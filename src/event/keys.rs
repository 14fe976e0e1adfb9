//! Decoding of raw terminal input into key events.
//!
//! Input arrives as raw byte chunks while the terminal is in raw mode. This
//! module turns a chunk into the key events it contains so the listener can
//! observe keystrokes and spot kill gestures, without altering the bytes that
//! are forwarded to the child.

use crossterm::event::{KeyCode, KeyEvent, KeyModifiers};

const ESC: char = '\x1b';

/// Decodes every key event contained in a raw input chunk.
///
/// This is the inverse of the usual terminal encoding: `Ctrl+letter` is a
/// C0 control byte, `Alt+key` (meta) is the key prefixed by ESC, and the
/// navigation keys are CSI/SS3 escape sequences. Bytes that are not valid
/// UTF-8 are decoded lossily; unknown escape sequences are skipped.
pub fn decode_keys(chunk: &[u8]) -> Vec<KeyEvent> {
    let text = String::from_utf8_lossy(chunk);
    let chars: Vec<char> = text.chars().collect();
    let mut keys = Vec::new();
    let mut i = 0;

    while i < chars.len() {
        let c = chars[i];
        if c != ESC {
            keys.push(decode_plain(c, KeyModifiers::NONE));
            i += 1;
            continue;
        }

        match chars.get(i + 1).copied() {
            // Lone ESC, or ESC ESC (meta+escape collapses to escape)
            None => {
                keys.push(KeyEvent::new(KeyCode::Esc, KeyModifiers::NONE));
                i += 1;
            }
            Some(ESC) => {
                keys.push(KeyEvent::new(KeyCode::Esc, KeyModifiers::ALT));
                i += 2;
            }
            Some('[') => {
                let (key, consumed) = decode_csi(&chars[i + 2..]);
                keys.extend(key);
                i += 2 + consumed;
            }
            Some('O') if chars.get(i + 2).is_some() => {
                keys.extend(decode_ss3(chars[i + 2]));
                i += 3;
            }
            Some(next) => {
                keys.push(decode_plain(next, KeyModifiers::ALT));
                i += 2;
            }
        }
    }

    keys
}

/// Returns true for the key combinations that abort the supervised run:
/// Ctrl+C, Meta+C, Meta+Q and Ctrl+Q. Letter case is ignored.
pub fn is_kill_gesture(key: &KeyEvent) -> bool {
    let KeyCode::Char(c) = key.code else {
        return false;
    };
    let modified = key
        .modifiers
        .intersects(KeyModifiers::CONTROL | KeyModifiers::ALT);
    modified && matches!(c.to_ascii_lowercase(), 'c' | 'q')
}

fn decode_plain(c: char, base: KeyModifiers) -> KeyEvent {
    let (code, modifiers) = match c {
        '\r' => (KeyCode::Enter, KeyModifiers::NONE),
        '\n' => (KeyCode::Enter, KeyModifiers::NONE),
        '\t' => (KeyCode::Tab, KeyModifiers::NONE),
        '\x7f' | '\x08' => (KeyCode::Backspace, KeyModifiers::NONE),
        '\0' => (KeyCode::Char(' '), KeyModifiers::CONTROL),
        // Ctrl+A = 0x01 ... Ctrl+Z = 0x1a
        '\x01'..='\x1a' => {
            let letter = (b'a' + (c as u8) - 1) as char;
            (KeyCode::Char(letter), KeyModifiers::CONTROL)
        }
        '\x1c' => (KeyCode::Char('\\'), KeyModifiers::CONTROL),
        '\x1d' => (KeyCode::Char(']'), KeyModifiers::CONTROL),
        '\x1e' => (KeyCode::Char('^'), KeyModifiers::CONTROL),
        '\x1f' => (KeyCode::Char('_'), KeyModifiers::CONTROL),
        c if c.is_uppercase() => (
            KeyCode::Char(c.to_lowercase().next().unwrap_or(c)),
            KeyModifiers::SHIFT,
        ),
        c => (KeyCode::Char(c), KeyModifiers::NONE),
    };
    KeyEvent::new(code, modifiers | base)
}

/// Decodes the body of a CSI sequence (after `ESC [`).
///
/// Returns the key, if recognised, and the number of chars consumed.
fn decode_csi(rest: &[char]) -> (Option<KeyEvent>, usize) {
    // Parameters and intermediates run until the final byte (0x40..=0x7e)
    let Some(end) = rest.iter().position(|c| ('\x40'..='\x7e').contains(c)) else {
        return (None, rest.len());
    };
    let params: String = rest[..end].iter().collect();
    let final_char = rest[end];

    let mut fields = params.split(';');
    let first = fields.next().unwrap_or("");
    let modifiers = fields
        .next()
        .and_then(|m| m.parse::<u8>().ok())
        .map(xterm_modifiers)
        .unwrap_or(KeyModifiers::NONE);

    let code = match final_char {
        'A' => Some(KeyCode::Up),
        'B' => Some(KeyCode::Down),
        'C' => Some(KeyCode::Right),
        'D' => Some(KeyCode::Left),
        'H' => Some(KeyCode::Home),
        'F' => Some(KeyCode::End),
        'Z' => Some(KeyCode::BackTab),
        '~' => match first {
            "1" | "7" => Some(KeyCode::Home),
            "2" => Some(KeyCode::Insert),
            "3" => Some(KeyCode::Delete),
            "4" | "8" => Some(KeyCode::End),
            "5" => Some(KeyCode::PageUp),
            "6" => Some(KeyCode::PageDown),
            n => n
                .parse::<u8>()
                .ok()
                .and_then(function_key_from_tilde)
                .map(KeyCode::F),
        },
        _ => None,
    };

    (code.map(|code| KeyEvent::new(code, modifiers)), end + 1)
}

fn decode_ss3(c: char) -> Option<KeyEvent> {
    let code = match c {
        'P' => KeyCode::F(1),
        'Q' => KeyCode::F(2),
        'R' => KeyCode::F(3),
        'S' => KeyCode::F(4),
        'A' => KeyCode::Up,
        'B' => KeyCode::Down,
        'C' => KeyCode::Right,
        'D' => KeyCode::Left,
        'H' => KeyCode::Home,
        'F' => KeyCode::End,
        _ => return None,
    };
    Some(KeyEvent::new(code, KeyModifiers::NONE))
}

fn function_key_from_tilde(n: u8) -> Option<u8> {
    match n {
        11..=15 => Some(n - 10),
        17..=21 => Some(n - 11),
        23 | 24 => Some(n - 12),
        _ => None,
    }
}

/// xterm encodes modifiers as `1 + bitmask` (shift=1, alt=2, ctrl=4).
fn xterm_modifiers(param: u8) -> KeyModifiers {
    let mask = param.saturating_sub(1);
    let mut modifiers = KeyModifiers::NONE;
    if mask & 1 != 0 {
        modifiers |= KeyModifiers::SHIFT;
    }
    if mask & 2 != 0 {
        modifiers |= KeyModifiers::ALT;
    }
    if mask & 4 != 0 {
        modifiers |= KeyModifiers::CONTROL;
    }
    modifiers
}

#[cfg(test)]
mod tests {
    use super::*;

    fn key(code: KeyCode, modifiers: KeyModifiers) -> KeyEvent {
        KeyEvent::new(code, modifiers)
    }

    #[test]
    fn test_control_letters() {
        assert_eq!(
            decode_keys(b"\x03"),
            vec![key(KeyCode::Char('c'), KeyModifiers::CONTROL)]
        );
        assert_eq!(
            decode_keys(b"\x11"),
            vec![key(KeyCode::Char('q'), KeyModifiers::CONTROL)]
        );
    }

    #[test]
    fn test_meta_prefix() {
        assert_eq!(
            decode_keys(b"\x1bc"),
            vec![key(KeyCode::Char('c'), KeyModifiers::ALT)]
        );
        assert_eq!(
            decode_keys(b"\x1bQ"),
            vec![key(KeyCode::Char('q'), KeyModifiers::ALT | KeyModifiers::SHIFT)]
        );
    }

    #[test]
    fn test_plain_text_and_enter() {
        let keys = decode_keys("hé\r".as_bytes());
        assert_eq!(
            keys,
            vec![
                key(KeyCode::Char('h'), KeyModifiers::NONE),
                key(KeyCode::Char('é'), KeyModifiers::NONE),
                key(KeyCode::Enter, KeyModifiers::NONE),
            ]
        );
    }

    #[test]
    fn test_escape_sequences() {
        assert_eq!(decode_keys(b"\x1b[A"), vec![key(KeyCode::Up, KeyModifiers::NONE)]);
        assert_eq!(
            decode_keys(b"\x1b[1;5C"),
            vec![key(KeyCode::Right, KeyModifiers::CONTROL)]
        );
        assert_eq!(decode_keys(b"\x1b[3~"), vec![key(KeyCode::Delete, KeyModifiers::NONE)]);
        assert_eq!(decode_keys(b"\x1b[15~"), vec![key(KeyCode::F(5), KeyModifiers::NONE)]);
        assert_eq!(decode_keys(b"\x1bOP"), vec![key(KeyCode::F(1), KeyModifiers::NONE)]);
        assert_eq!(decode_keys(b"\x1b"), vec![key(KeyCode::Esc, KeyModifiers::NONE)]);
    }

    #[test]
    fn test_unknown_csi_is_skipped() {
        assert_eq!(
            decode_keys(b"\x1b[99xa"),
            vec![key(KeyCode::Char('a'), KeyModifiers::NONE)]
        );
    }

    #[test]
    fn test_kill_gestures() {
        for chunk in [&b"\x03"[..], b"\x11", b"\x1bc", b"\x1bq", b"\x1bC"] {
            let keys = decode_keys(chunk);
            assert_eq!(keys.len(), 1, "chunk {:?}", chunk);
            assert!(is_kill_gesture(&keys[0]), "chunk {:?}", chunk);
        }
    }

    #[test]
    fn test_non_gestures() {
        for chunk in [&b"c"[..], b"q", b"C", b"\x04", b"\x1bx", b"\x1b[A"] {
            for k in decode_keys(chunk) {
                assert!(!is_kill_gesture(&k), "chunk {:?}", chunk);
            }
        }
    }
}
use std::sync::{Arc, Mutex, MutexGuard};

type CleanupStep = Box<dyn FnOnce() + Send>;

#[derive(Default)]
struct DisposeState {
    disposed: bool,
    steps: Vec<CleanupStep>,
}

/// An idempotent handle that undoes everything a run registered.
///
/// Cleanup steps are registered with [`defer`](Self::defer) as side effects are
/// installed (raw mode, signal handlers, panic hook...). The first call to
/// [`dispose`](Self::dispose) runs them in reverse registration order; every
/// later call is a no-op. Clones share the same state, so every exit branch can
/// hold a copy and call it.
///
/// # Examples
///
/// ```
/// use exercise_runner::supervisor::DisposeHandle;
///
/// let handle = DisposeHandle::new();
/// handle.defer(|| println!("restored"));
///
/// handle.dispose(); // prints "restored"
/// handle.dispose(); // does nothing
/// ```
#[derive(Clone, Default)]
pub struct DisposeHandle {
    state: Arc<Mutex<DisposeState>>,
}

impl DisposeHandle {
    pub fn new() -> Self {
        Self::default()
    }

    /// Registers a cleanup step. If the handle was already disposed the step
    /// runs immediately, so late registrations are never leaked.
    pub fn defer(&self, step: impl FnOnce() + Send + 'static) {
        let mut state = self.lock();
        if state.disposed {
            drop(state);
            step();
            return;
        }
        state.steps.push(Box::new(step));
    }

    pub fn dispose(&self) {
        let steps = {
            let mut state = self.lock();
            if state.disposed {
                return;
            }
            state.disposed = true;
            std::mem::take(&mut state.steps)
        };

        // Lock released: a step may itself call dispose()
        for step in steps.into_iter().rev() {
            step();
        }
    }

    #[cfg(test)]
    pub(crate) fn is_disposed(&self) -> bool {
        self.lock().disposed
    }

    /// Returns a guard that disposes when dropped, covering early returns
    /// and unwinding.
    pub fn guard(&self) -> DisposeGuard {
        DisposeGuard {
            handle: self.clone(),
        }
    }

    // Cleanup must still run after a panic poisoned the lock.
    fn lock(&self) -> MutexGuard<'_, DisposeState> {
        self.state.lock().unwrap_or_else(|poisoned| poisoned.into_inner())
    }
}

impl std::fmt::Debug for DisposeHandle {
    fn fmt(&self, f: &mut std::fmt::Formatter<'_>) -> std::fmt::Result {
        let state = self.lock();
        f.debug_struct("DisposeHandle")
            .field("disposed", &state.disposed)
            .field("pending_steps", &state.steps.len())
            .finish()
    }
}

/// Disposes its handle on drop.
#[must_use = "the handle is disposed as soon as the guard is dropped"]
pub struct DisposeGuard {
    handle: DisposeHandle,
}

impl Drop for DisposeGuard {
    fn drop(&mut self) {
        self.handle.dispose();
    }
}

§

AIM OF THE TASK – Lines after the one containing "Returns true for" are not part of the task. Output the entries exactly from their first line through that one.

SOLUTION FOR THIS PROBLEM –
filename src/event/keys.rs
repository 14fe976e0e1adfb9
//! Decoding of raw terminal input into key events.
//!
//! Input arrives as raw byte chunks while the terminal is in raw mode. This
//! module turns a chunk into the key events it contains so the listener can
//! observe keystrokes and spot kill gestures, without altering the bytes that
//! are forwarded to the child.

use crossterm::event::{KeyCode, KeyEvent, KeyModifiers};

const ESC: char = '\x1b';

/// Decodes every key event contained in a raw input chunk.
///
/// This is the inverse of the usual terminal encoding: `Ctrl+letter` is a
/// C0 control byte, `Alt+key` (meta) is the key prefixed by ESC, and the
/// navigation keys are CSI/SS3 escape sequences. Bytes that are not valid
/// UTF-8 are decoded lossily; unknown escape sequences are skipped.
pub fn decode_keys(chunk: &[u8]) -> Vec<KeyEvent> {
    let text = String::from_utf8_lossy(chunk);
    let chars: Vec<char> = text.chars().collect();
    let mut keys = Vec::new();
    let mut i = 0;

    while i < chars.len() {
        let c = chars[i];
        if c != ESC {
            keys.push(decode_plain(c, KeyModifiers::NONE));
            i += 1;
            continue;
        }

        match chars.get(i + 1).copied() {
            // Lone ESC, or ESC ESC (meta+escape collapses to escape)
            None => {
                keys.push(KeyEvent::new(KeyCode::Esc, KeyModifiers::NONE));
                i += 1;
            }
            Some(ESC) => {
                keys.push(KeyEvent::new(KeyCode::Esc, KeyModifiers::ALT));
                i += 2;
            }
            Some('[') => {
                let (key, consumed) = decode_csi(&chars[i + 2..]);
                keys.extend(key);
                i += 2 + consumed;
            }
            Some('O') if chars.get(i + 2).is_some() => {
                keys.extend(decode_ss3(chars[i + 2]));
                i += 3;
            }
            Some(next) => {
                keys.push(decode_plain(next, KeyModifiers::ALT));
                i += 2;
            }
        }
    }

    keys
}

/// Returns true for the key combinations that abort the supervised run:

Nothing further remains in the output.